**** RECORDS SUPPLIED ****
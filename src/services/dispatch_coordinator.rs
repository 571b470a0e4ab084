//! Coordinador de despacho
//!
//! Máquina de estados de los viajes. Cada transición se planifica sobre una
//! vista exclusiva del almacén (lock de escritura), se comprueban todas las
//! reglas y solo entonces se escriben viaje, vehículo y conductor juntos.
//!
//! ```text
//! Draft ──► Dispatched ──► OnRoute ──► Completed
//!   │           │  └──────────────────►  ▲
//!   └───────────┴──► Cancelled
//! ```

use chrono::{DateTime, Utc};
use tracing::{debug, info, warn};
use uuid::Uuid;

use crate::models::{
    DispatchPreview, Driver, DriverStatus, TransitionExtra, Trip, TripCandidate, TripStatus, Vehicle,
    VehicleStatus,
};
use crate::repositories::{FleetData, FleetStore};
use crate::services::aggregation::compute_vehicle_metrics;
use crate::services::dispatch_validator::{
    validate_dispatch, validate_draft, DispatchRejection, FIELD_DRIVER, FIELD_VEHICLE,
};
use crate::services::{system_clock, Clock};
use crate::utils::errors::{not_found_error, referential_error, AppError, AppResult, TransitionError};

/// Escrituras de una transición, aplicadas juntas o no aplicadas
#[derive(Debug)]
struct TransitionPlan {
    trip: Trip,
    vehicle: Option<Vehicle>,
    driver: Option<Driver>,
}

impl TransitionPlan {
    fn trip_only(trip: Trip) -> Self {
        Self {
            trip,
            vehicle: None,
            driver: None,
        }
    }

    fn apply(self, data: &mut FleetData) -> Trip {
        if let Some(vehicle) = self.vehicle {
            data.vehicles.upsert(vehicle);
        }
        if let Some(driver) = self.driver {
            data.drivers.upsert(driver);
        }
        data.trips.upsert(self.trip.clone());
        self.trip
    }
}

#[derive(Clone)]
pub struct DispatchCoordinator {
    store: FleetStore,
    clock: Clock,
}

impl DispatchCoordinator {
    pub fn new(store: FleetStore) -> Self {
        Self::with_clock(store, system_clock())
    }

    pub fn with_clock(store: FleetStore, clock: Clock) -> Self {
        Self { store, clock }
    }

    /// Crea y despacha un viaje en una sola operación
    pub async fn dispatch(&self, candidate: TripCandidate) -> AppResult<Trip> {
        let now = (self.clock)();
        let mut data = self.store.write().await;

        ensure_references(&data, &candidate)?;
        check_dispatch(&data, &candidate, now, None)?;

        let draft = Trip::draft(&candidate, data.trip_sequence() + 1, now);
        let plan = plan_dispatch(&data, draft, now)?;

        data.next_trip_sequence();
        let trip = plan.apply(&mut data);
        info!(
            "🚚 Trip {} dispatched: vehicle {} / driver {} ({} kg)",
            trip.trip_number, trip.vehicle_id, trip.driver_id, trip.cargo_weight_kg
        );
        Ok(trip)
    }

    /// Crea un viaje en Draft para planificación, sin reclamar recursos
    pub async fn create_draft(&self, candidate: TripCandidate) -> AppResult<Trip> {
        let now = (self.clock)();
        let mut data = self.store.write().await;

        ensure_references(&data, &candidate)?;
        let mut rejection = validate_draft(&candidate, data.vehicles.get(candidate.vehicle_id))
            .err()
            .unwrap_or_default();
        add_open_trip_conflicts(&data, &candidate, None, &mut rejection);
        if !rejection.is_empty() {
            return Err(AppError::Validation(rejection));
        }

        let sequence = data.next_trip_sequence();
        let trip = Trip::draft(&candidate, sequence, now);
        data.trips.upsert(trip.clone());
        info!("📝 Draft trip {} created", trip.trip_number);
        Ok(trip)
    }

    /// Avanza un viaje al estado indicado
    pub async fn advance(&self, trip_id: Uuid, next: TripStatus, extra: TransitionExtra) -> AppResult<Trip> {
        let now = (self.clock)();
        let mut data = self.store.write().await;

        let trip = data
            .trips
            .get(trip_id)
            .cloned()
            .ok_or_else(|| not_found_error("Trip", &trip_id))?;

        if trip.status.is_terminal() {
            return Err(TransitionError::TerminalStatus(trip.status).into());
        }

        let plan = match (trip.status, next) {
            (TripStatus::Draft, TripStatus::Dispatched) => {
                let candidate = trip.as_candidate();
                ensure_references(&data, &candidate)?;
                check_dispatch(&data, &candidate, now, Some(trip.id))?;
                plan_dispatch(&data, trip, now)?
            }
            (TripStatus::Dispatched, TripStatus::OnRoute) => {
                let mut trip = trip;
                trip.status = TripStatus::OnRoute;
                TransitionPlan::trip_only(trip)
            }
            (TripStatus::Dispatched | TripStatus::OnRoute, TripStatus::Completed) => {
                plan_completion(&data, trip, &extra, now)?
            }
            (TripStatus::Draft | TripStatus::Dispatched, TripStatus::Cancelled) => {
                plan_cancellation(&data, trip, now)
            }
            (from, to) => return Err(TransitionError::NotAllowed { from, to }.into()),
        };

        let trip = plan.apply(&mut data);
        info!("🔄 Trip {} is now {}", trip.trip_number, trip.status);
        Ok(trip)
    }

    /// Cancela un viaje en Draft o Dispatched
    pub async fn cancel(&self, trip_id: Uuid) -> AppResult<Trip> {
        self.advance(trip_id, TripStatus::Cancelled, TransitionExtra::default())
            .await
    }

    /// Elimina un viaje que no tiene recursos reclamados
    pub async fn delete_trip(&self, trip_id: Uuid) -> AppResult<Trip> {
        let mut data = self.store.write().await;
        let trip = data
            .trips
            .get(trip_id)
            .ok_or_else(|| not_found_error("Trip", &trip_id))?;

        if trip.status.holds_resources() {
            return Err(TransitionError::TripActive.into());
        }

        let removed = data
            .trips
            .remove(trip_id)
            .ok_or_else(|| not_found_error("Trip", &trip_id))?;
        info!("🗑️ Trip {} deleted", removed.trip_number);
        Ok(removed)
    }

    /// Valida un candidato y calcula la vista previa sin escribir nada
    pub async fn preview(&self, candidate: &TripCandidate) -> DispatchPreview {
        let now = (self.clock)();
        let data = self.store.read().await;

        let rejection = dispatch_rejection(&data, candidate, now, None);
        let vehicle = data.vehicles.get(candidate.vehicle_id);
        let metrics = vehicle.map(|v| {
            compute_vehicle_metrics(
                v,
                data.trips.all(),
                data.fuel_logs.all(),
                data.maintenance_logs.all(),
            )
        });
        let (load_factor_pct, remaining_capacity_kg) = match vehicle {
            Some(v) if v.max_capacity_kg > 0.0 => (
                Some(candidate.cargo_weight_kg / v.max_capacity_kg * 100.0),
                Some(v.max_capacity_kg - candidate.cargo_weight_kg),
            ),
            _ => (None, None),
        };

        debug!("Dispatch preview computed for vehicle {}", candidate.vehicle_id);
        DispatchPreview {
            valid: rejection.is_empty(),
            errors: rejection.fields().clone(),
            vehicle: metrics,
            load_factor_pct,
            remaining_capacity_kg,
        }
    }
}

/// Un candidato debe referenciar un vehículo no retirado y un conductor existentes
fn ensure_references(data: &FleetData, candidate: &TripCandidate) -> AppResult<()> {
    match data.vehicles.get(candidate.vehicle_id) {
        None => return Err(referential_error("Vehicle", &candidate.vehicle_id, "does not exist")),
        Some(v) if v.is_retired() => {
            return Err(referential_error("Vehicle", &candidate.vehicle_id, "is retired"))
        }
        Some(_) => {}
    }
    if !data.drivers.contains(candidate.driver_id) {
        return Err(referential_error("Driver", &candidate.driver_id, "does not exist"));
    }
    Ok(())
}

/// Reglas de despacho más la unicidad de viajes abiertos por recurso
fn dispatch_rejection(
    data: &FleetData,
    candidate: &TripCandidate,
    now: DateTime<Utc>,
    except: Option<Uuid>,
) -> DispatchRejection {
    let mut rejection = validate_dispatch(candidate, data.vehicles.all(), data.drivers.all(), now.date_naive())
        .err()
        .unwrap_or_default();
    add_open_trip_conflicts(data, candidate, except, &mut rejection);
    rejection
}

fn check_dispatch(
    data: &FleetData,
    candidate: &TripCandidate,
    now: DateTime<Utc>,
    except: Option<Uuid>,
) -> AppResult<()> {
    let rejection = dispatch_rejection(data, candidate, now, except);
    if rejection.is_empty() {
        Ok(())
    } else {
        Err(AppError::Validation(rejection))
    }
}

/// Un vehículo o conductor solo puede figurar en un viaje no terminal
fn add_open_trip_conflicts(
    data: &FleetData,
    candidate: &TripCandidate,
    except: Option<Uuid>,
    rejection: &mut DispatchRejection,
) {
    if let Some(open) = data
        .open_trips_for_vehicle(candidate.vehicle_id)
        .find(|t| Some(t.id) != except)
    {
        rejection.add(
            FIELD_VEHICLE,
            format!("vehicle is already assigned to open trip {}", open.trip_number),
        );
    }
    if let Some(open) = data
        .open_trips_for_driver(candidate.driver_id)
        .find(|t| Some(t.id) != except)
    {
        rejection.add(
            FIELD_DRIVER,
            format!("driver is already assigned to open trip {}", open.trip_number),
        );
    }
}

fn plan_dispatch(data: &FleetData, mut trip: Trip, now: DateTime<Utc>) -> AppResult<TransitionPlan> {
    let mut vehicle = data
        .vehicles
        .get(trip.vehicle_id)
        .cloned()
        .ok_or_else(|| referential_error("Vehicle", &trip.vehicle_id, "does not exist"))?;
    let mut driver = data
        .drivers
        .get(trip.driver_id)
        .cloned()
        .ok_or_else(|| referential_error("Driver", &trip.driver_id, "does not exist"))?;

    if data.active_trip_for_vehicle(vehicle.id).is_some() {
        warn!("Vehicle {} already held by another trip", vehicle.registration);
        return Err(TransitionError::VehicleOnTrip.into());
    }
    if data.active_trip_for_driver(driver.id).is_some() {
        warn!("Driver {} already held by another trip", driver.name);
        return Err(TransitionError::DriverOnTrip.into());
    }

    trip.status = TripStatus::Dispatched;
    trip.dispatched_at = Some(now);
    trip.start_odometer_km = Some(vehicle.odometer_km);

    vehicle.status = VehicleStatus::OnTrip;
    vehicle.updated_at = now;
    driver.status = DriverStatus::OnTrip;
    driver.updated_at = now;

    Ok(TransitionPlan {
        trip,
        vehicle: Some(vehicle),
        driver: Some(driver),
    })
}

fn plan_completion(
    data: &FleetData,
    mut trip: Trip,
    extra: &TransitionExtra,
    now: DateTime<Utc>,
) -> AppResult<TransitionPlan> {
    let start = trip
        .start_odometer_km
        .ok_or(TransitionError::MissingStartOdometer)?;
    let end = extra
        .end_odometer_km
        .ok_or(TransitionError::MissingEndOdometer)?;
    // `!(end >= start)` también rechaza NaN
    if !(end >= start) {
        return Err(TransitionError::EndOdometerBeforeStart { start, end }.into());
    }

    let mut vehicle = data
        .vehicles
        .get(trip.vehicle_id)
        .cloned()
        .ok_or_else(|| not_found_error("Vehicle", &trip.vehicle_id))?;
    let mut driver = data
        .drivers
        .get(trip.driver_id)
        .cloned()
        .ok_or_else(|| not_found_error("Driver", &trip.driver_id))?;

    if vehicle.status != VehicleStatus::OnTrip {
        return Err(TransitionError::VehicleNotClaimed(vehicle.status).into());
    }
    if driver.status != DriverStatus::OnTrip {
        return Err(TransitionError::DriverNotClaimed.into());
    }

    trip.status = TripStatus::Completed;
    trip.end_odometer_km = Some(end);
    trip.completed_at = Some(now);

    vehicle.status = VehicleStatus::Available;
    vehicle.odometer_km = vehicle.odometer_km.max(end);
    vehicle.updated_at = now;
    driver.status = DriverStatus::OnDuty;
    driver.updated_at = now;

    Ok(TransitionPlan {
        trip,
        vehicle: Some(vehicle),
        driver: Some(driver),
    })
}

fn plan_cancellation(data: &FleetData, mut trip: Trip, now: DateTime<Utc>) -> TransitionPlan {
    let claimed = trip.status.holds_resources();

    // Solo se liberan recursos que este viaje tenía reclamados
    let vehicle = data
        .vehicles
        .get(trip.vehicle_id)
        .filter(|v| claimed && v.status == VehicleStatus::OnTrip)
        .cloned()
        .map(|mut v| {
            v.status = VehicleStatus::Available;
            v.updated_at = now;
            v
        });
    let driver = data
        .drivers
        .get(trip.driver_id)
        .filter(|d| claimed && d.status == DriverStatus::OnTrip)
        .cloned()
        .map(|mut d| {
            d.status = DriverStatus::OnDuty;
            d.updated_at = now;
            d
        });

    trip.status = TripStatus::Cancelled;
    trip.cancelled_at = Some(now);

    TransitionPlan {
        trip,
        vehicle,
        driver,
    }
}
****
TASK DIRECTIONS
Among the lines of the listing above, which ones hold "conductor"? Copy them.

ANSWER TO THE EXERCISE
//! reglas y solo entonces se escriben viaje, vehículo y conductor juntos.
/// Un candidato debe referenciar un vehículo no retirado y un conductor existentes
/// Un vehículo o conductor solo puede figurar en un viaje no terminal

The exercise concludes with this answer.